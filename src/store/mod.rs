//! Event Store
//!
//! Append, cap-and-evict and merged retrieval of quiz events:
//!
//! - **backend**: The `EventBackend` storage port and the in-memory backend
//! - **sqlite**: Persistent local backend
//! - **remote**: Remote event table over HTTP
//! - **adapter**: `EventStore`, merging and de-duplicating across backends
//! - **clock**: The `Clock` port
//!
//! # Architecture
//!
//! ```text
//! Write Path:
//!   Event → validate → primary (FIFO cap) → replicas (timeout, best effort)
//!
//! Read Path:
//!   fetch(range) → primary + replicas → merge → dedup by id → range → FetchOutcome
//! ```
//!
//! # Example
//!
//! ```rust,no_run
//! use quizpulse::events::{Event, EventType};
//! use quizpulse::store::{EventStore, MemoryBackend};
//! use std::sync::Arc;
//!
//! #[tokio::main]
//! async fn main() -> Result<(), Box<dyn std::error::Error>> {
//!     let store = EventStore::new(Arc::new(MemoryBackend::new(Some(10_000))));
//!
//!     store.append(Event::new("session-1", EventType::QuizStart, 0, 0)).await?;
//!
//!     let events = store.fetch_all(None).await;
//!     println!("{} events", events.len());
//!     Ok(())
//! }
//! ```

pub mod adapter;
pub mod backend;
pub mod clock;
pub mod remote;
pub mod sqlite;

// Re-export commonly used types
pub use adapter::{
    merge_dedup, AppendReceipt, BackendFailure, BackendStats, BatchReport, DataSource,
    EventStore, FetchOutcome, Operation, DEFAULT_REPLICA_TIMEOUT_MS,
};
pub use backend::{BackendKind, EventBackend, MemoryBackend};
pub use clock::{Clock, FixedClock, SystemClock};
pub use remote::{RemoteBackend, RemoteConfig, RemoteEventRow};
pub use sqlite::SqliteBackend;

use std::sync::Arc;
use std::time::Duration;

use crate::config::{Config, StoreBackend};
use crate::events::StoreResult;

/// Build the store described by the configuration
pub fn open_store(config: &Config, clock: Arc<dyn Clock>) -> StoreResult<EventStore> {
    let cap = config.store.cap();
    let primary: Arc<dyn EventBackend> = match config.store.backend {
        StoreBackend::Memory => Arc::new(MemoryBackend::new(cap)),
        StoreBackend::Sqlite => Arc::new(SqliteBackend::open(&config.store.data_path(), cap)?),
    };

    let mut store = EventStore::new(primary)
        .with_clock(clock)
        .replica_timeout(Duration::from_millis(config.store.replica_timeout_ms));

    if let Some(remote) = config.remote.client_config() {
        tracing::info!(url = %remote.base_url, table = %remote.table, "Mirroring events to remote table");
        store = store.with_replica(Arc::new(RemoteBackend::new(remote)?));
    }

    Ok(store)
}
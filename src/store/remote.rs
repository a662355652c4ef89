//! Remote event table client
//!
//! HTTP backend for a PostgREST-style table (`/rest/v1/<table>`), the shape
//! exposed by hosted Postgres services. Rows use snake_case columns and
//! numeric columns may come back as strings, so decoding is lenient.

use async_trait::async_trait;
use reqwest::{Client, RequestBuilder};
use serde::{de, Deserialize, Deserializer, Serialize};
use serde_json::Value;

use crate::events::{DateRange, Event, Metadata, StoreError, StoreResult};
use crate::store::backend::{BackendKind, EventBackend};

/// Configuration for the remote table client
#[derive(Debug, Clone)]
pub struct RemoteConfig {
    /// Base URL of the service (e.g. "https://project.example.co")
    pub base_url: String,
    /// API key sent as `apikey` and bearer token
    pub api_key: String,
    /// Table holding quiz events
    pub table: String,
    /// Request timeout in milliseconds
    pub request_timeout_ms: u64,
    /// Maximum rows per fetch
    pub fetch_limit: usize,
}

impl Default for RemoteConfig {
    fn default() -> Self {
        Self {
            base_url: "http://localhost:54321".to_string(),
            api_key: String::new(),
            table: "quiz_events".to_string(),
            request_timeout_ms: 5000,
            fetch_limit: 10_000,
        }
    }
}

/// Remote event table backend
pub struct RemoteBackend {
    client: Client,
    config: RemoteConfig,
}

impl RemoteBackend {
    pub fn new(config: RemoteConfig) -> StoreResult<Self> {
        let client = Client::builder()
            .timeout(std::time::Duration::from_millis(config.request_timeout_ms))
            .build()
            .map_err(|e| StoreError::unavailable("remote", e))?;

        Ok(Self { client, config })
    }

    pub fn config(&self) -> &RemoteConfig {
        &self.config
    }

    fn table_url(&self) -> String {
        format!(
            "{}/rest/v1/{}",
            self.config.base_url.trim_end_matches('/'),
            self.config.table
        )
    }

    fn authorized(&self, request: RequestBuilder) -> RequestBuilder {
        if self.config.api_key.is_empty() {
            return request;
        }
        request
            .header("apikey", &self.config.api_key)
            .bearer_auth(&self.config.api_key)
    }

    fn map_request_error(e: reqwest::Error) -> StoreError {
        let reason = if e.is_timeout() {
            "request timeout".to_string()
        } else if e.is_connect() {
            format!("connection failed: {}", e)
        } else {
            e.to_string()
        };
        StoreError::unavailable("remote", reason)
    }

    async fn check_status(response: reqwest::Response) -> StoreResult<reqwest::Response> {
        if response.status().is_success() {
            return Ok(response);
        }
        let status = response.status();
        let text = response.text().await.unwrap_or_default();
        Err(StoreError::unavailable(
            "remote",
            format!("API error {}: {}", status.as_u16(), text),
        ))
    }

    /// Query parameters for a fetch, newest first; equal timestamps by insertion
    fn fetch_query(&self, range: Option<&DateRange>) -> Vec<(String, String)> {
        let mut query = vec![
            ("select".to_string(), "*".to_string()),
            ("order".to_string(), "timestamp.desc,created_at.desc".to_string()),
            ("limit".to_string(), self.config.fetch_limit.to_string()),
        ];
        if let Some(range) = range {
            if range.start != i64::MIN {
                query.push(("timestamp".to_string(), format!("gte.{}", range.start)));
            }
            if range.end != i64::MAX {
                query.push(("timestamp".to_string(), format!("lte.{}", range.end)));
            }
        }
        query
    }
}

#[async_trait]
impl EventBackend for RemoteBackend {
    fn name(&self) -> &str {
        "remote"
    }

    fn kind(&self) -> BackendKind {
        BackendKind::Remote
    }

    async fn append(&self, event: &Event) -> StoreResult<usize> {
        let row = RemoteEventRow::from(event);
        let request = self
            .client
            .post(self.table_url())
            .header("Prefer", "return=minimal")
            .json(&[row]);

        let response = self
            .authorized(request)
            .send()
            .await
            .map_err(Self::map_request_error)?;
        Self::check_status(response).await?;
        Ok(0)
    }

    async fn fetch(&self, range: Option<&DateRange>) -> StoreResult<Vec<Event>> {
        let request = self.client.get(self.table_url()).query(&self.fetch_query(range));

        let response = self
            .authorized(request)
            .send()
            .await
            .map_err(Self::map_request_error)?;
        let rows: Vec<RemoteEventRow> = Self::check_status(response)
            .await?
            .json()
            .await
            .map_err(|e| StoreError::Serialization(e.to_string()))?;

        Ok(rows_into_events(rows))
    }

    async fn len(&self) -> StoreResult<usize> {
        // PostgREST has no cheap count without extra headers; report what a fetch sees
        Ok(self.fetch(None).await?.len())
    }
}

/// Reverse rows delivered newest first, so among copies of an id the
/// later write comes after the earlier one
fn rows_into_events(rows: Vec<RemoteEventRow>) -> Vec<Event> {
    let mut events = Vec::with_capacity(rows.len());
    for row in rows.into_iter().rev() {
        match row.into_event() {
            Ok(event) => events.push(event),
            Err(e) => tracing::warn!(error = %e, "Skipping malformed remote event row"),
        }
    }
    events
}

// ============================================
// Row DTO
// ============================================

/// One row of the remote table
#[derive(Debug, Clone, Serialize, Deserialize, PartialEq)]
pub struct RemoteEventRow {
    pub id: String,
    pub session_id: String,
    pub event_type: String,
    #[serde(deserialize_with = "lenient_i64")]
    pub step: i64,
    #[serde(default)]
    pub step_name: Option<String>,
    #[serde(default, skip_serializing_if = "Option::is_none")]
    pub answer: Option<String>,
    #[serde(
        default,
        deserialize_with = "lenient_opt_i64",
        skip_serializing_if = "Option::is_none"
    )]
    pub answer_index: Option<i64>,
    #[serde(deserialize_with = "lenient_i64")]
    pub timestamp: i64,
    #[serde(
        default,
        deserialize_with = "lenient_opt_i64",
        skip_serializing_if = "Option::is_none"
    )]
    pub time_spent_on_step: Option<i64>,
    #[serde(default, skip_serializing_if = "Option::is_none")]
    pub metadata: Option<Metadata>,
}

impl From<&Event> for RemoteEventRow {
    fn from(event: &Event) -> Self {
        Self {
            id: event.id.clone(),
            session_id: event.session_id.clone(),
            event_type: event.event_type.as_str().to_string(),
            step: i64::from(event.step),
            step_name: Some(event.step_name.clone()),
            answer: event.answer.clone(),
            answer_index: event.answer_index,
            timestamp: event.timestamp,
            time_spent_on_step: event.time_spent_on_step,
            metadata: event.metadata.clone(),
        }
    }
}

impl RemoteEventRow {
    /// Convert to the canonical event, rejecting unknown types and negative steps
    pub fn into_event(self) -> StoreResult<Event> {
        let event_type = self.event_type.parse()?;
        let step = u32::try_from(self.step)
            .map_err(|_| StoreError::Validation(format!("Invalid step: {}", self.step)))?;

        Ok(Event {
            id: self.id,
            session_id: self.session_id,
            event_type,
            step,
            step_name: self.step_name.unwrap_or_default(),
            answer: self.answer,
            answer_index: self.answer_index,
            timestamp: self.timestamp,
            time_spent_on_step: self.time_spent_on_step,
            metadata: self.metadata,
        })
    }
}

fn value_to_i64<E: de::Error>(value: Value) -> Result<Option<i64>, E> {
    match value {
        Value::Null => Ok(None),
        Value::Number(n) => n
            .as_i64()
            .or_else(|| n.as_f64().map(|f| f as i64))
            .map(Some)
            .ok_or_else(|| E::custom(format!("number out of range: {}", n))),
        Value::String(s) if s.trim().is_empty() => Ok(None),
        Value::String(s) => s.trim().parse::<i64>().map(Some).map_err(E::custom),
        other => Err(E::custom(format!("expected integer, got {}", other))),
    }
}

fn lenient_i64<'de, D: Deserializer<'de>>(deserializer: D) -> Result<i64, D::Error> {
    value_to_i64(Value::deserialize(deserializer)?)?
        .ok_or_else(|| de::Error::custom("expected integer, got null"))
}

fn lenient_opt_i64<'de, D: Deserializer<'de>>(deserializer: D) -> Result<Option<i64>, D::Error> {
    value_to_i64(Value::deserialize(deserializer)?)
}

#[cfg(test)]
mod tests {
    use super::*;
    use crate::events::EventType;

    #[test]
    fn test_default_config() {
        let config = RemoteConfig::default();
        assert_eq!(config.table, "quiz_events");
        assert_eq!(config.fetch_limit, 10_000);
    }

    #[test]
    fn test_row_decoding_accepts_stringly_numbers() {
        let json = r#"{
            "id": "e1",
            "session_id": "s1",
            "event_type": "step_view",
            "step": "4",
            "step_name": "Nombre",
            "answer_index": null,
            "timestamp": "1700000000000",
            "time_spent_on_step": 3200,
            "created_at": "2024-01-01T00:00:00Z"
        }"#;
        let row: RemoteEventRow = serde_json::from_str(json).unwrap();
        let event = row.into_event().unwrap();

        assert_eq!(event.event_type, EventType::StepView);
        assert_eq!(event.step, 4);
        assert_eq!(event.timestamp, 1_700_000_000_000);
        assert_eq!(event.time_spent_on_step, Some(3200));
        assert_eq!(event.answer_index, None);
    }

    #[test]
    fn test_row_rejects_unknown_type() {
        let row = RemoteEventRow {
            id: "e1".to_string(),
            session_id: "s1".to_string(),
            event_type: "page_scroll".to_string(),
            step: 1,
            step_name: None,
            answer: None,
            answer_index: None,
            timestamp: 0,
            time_spent_on_step: None,
            metadata: None,
        };
        assert!(matches!(row.into_event(), Err(StoreError::Validation(_))));
    }

    #[test]
    fn test_row_from_event_uses_snake_case() {
        let event = Event::new("s1", EventType::QuizComplete, 18, 42).with_id("e9");
        let json = serde_json::to_value(RemoteEventRow::from(&event)).unwrap();
        assert_eq!(json["session_id"], "s1");
        assert_eq!(json["event_type"], "quiz_complete");
        assert!(json.get("answer").is_none());
    }

    #[test]
    fn test_newer_remote_row_wins_after_merge() {
        let newer = RemoteEventRow::from(
            &Event::new("s1", EventType::StepView, 2, 500)
                .with_id("dup")
                .time_spent(2),
        );
        let older = RemoteEventRow::from(
            &Event::new("s1", EventType::StepView, 2, 500)
                .with_id("dup")
                .time_spent(1),
        );
        let other =
            RemoteEventRow::from(&Event::new("s1", EventType::StepView, 1, 400).with_id("x"));

        let events = rows_into_events(vec![newer, other, older]);
        assert_eq!(events.len(), 3);
        assert_eq!(events[2].time_spent_on_step, Some(2));

        let merged = crate::store::merge_dedup(events);
        assert_eq!(merged.len(), 2);
        assert_eq!(merged[0].id, "dup");
        assert_eq!(merged[0].time_spent_on_step, Some(2));
    }

    #[test]
    fn test_fetch_query_breaks_timestamp_ties_by_insertion() {
        let backend = RemoteBackend::new(RemoteConfig::default()).unwrap();
        let query = backend.fetch_query(None);
        let order = query.iter().find(|(k, _)| k == "order").map(|(_, v)| v.as_str());
        assert_eq!(order, Some("timestamp.desc,created_at.desc"));
    }

    #[test]
    fn test_fetch_query_bounds() {
        let backend = RemoteBackend::new(RemoteConfig::default()).unwrap();
        let range = DateRange::from_bounds(Some(10), None).unwrap();
        let query = backend.fetch_query(range.as_ref());
        assert!(query.contains(&("timestamp".to_string(), "gte.10".to_string())));
        assert!(!query.iter().any(|(_, v)| v.starts_with("lte.")));
    }

    #[tokio::test]
    async fn test_unreachable_remote_reports_unavailable() {
        let backend = RemoteBackend::new(RemoteConfig {
            base_url: "http://127.0.0.1:1".to_string(),
            request_timeout_ms: 500,
            ..Default::default()
        })
        .unwrap();

        let err = backend.fetch(None).await.unwrap_err();
        assert!(matches!(err, StoreError::BackendUnavailable { .. }));
    }
}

_Task goal_
For the word "merged", count the lines of the data that contain it and report only the total.

_Result for this exercise_
5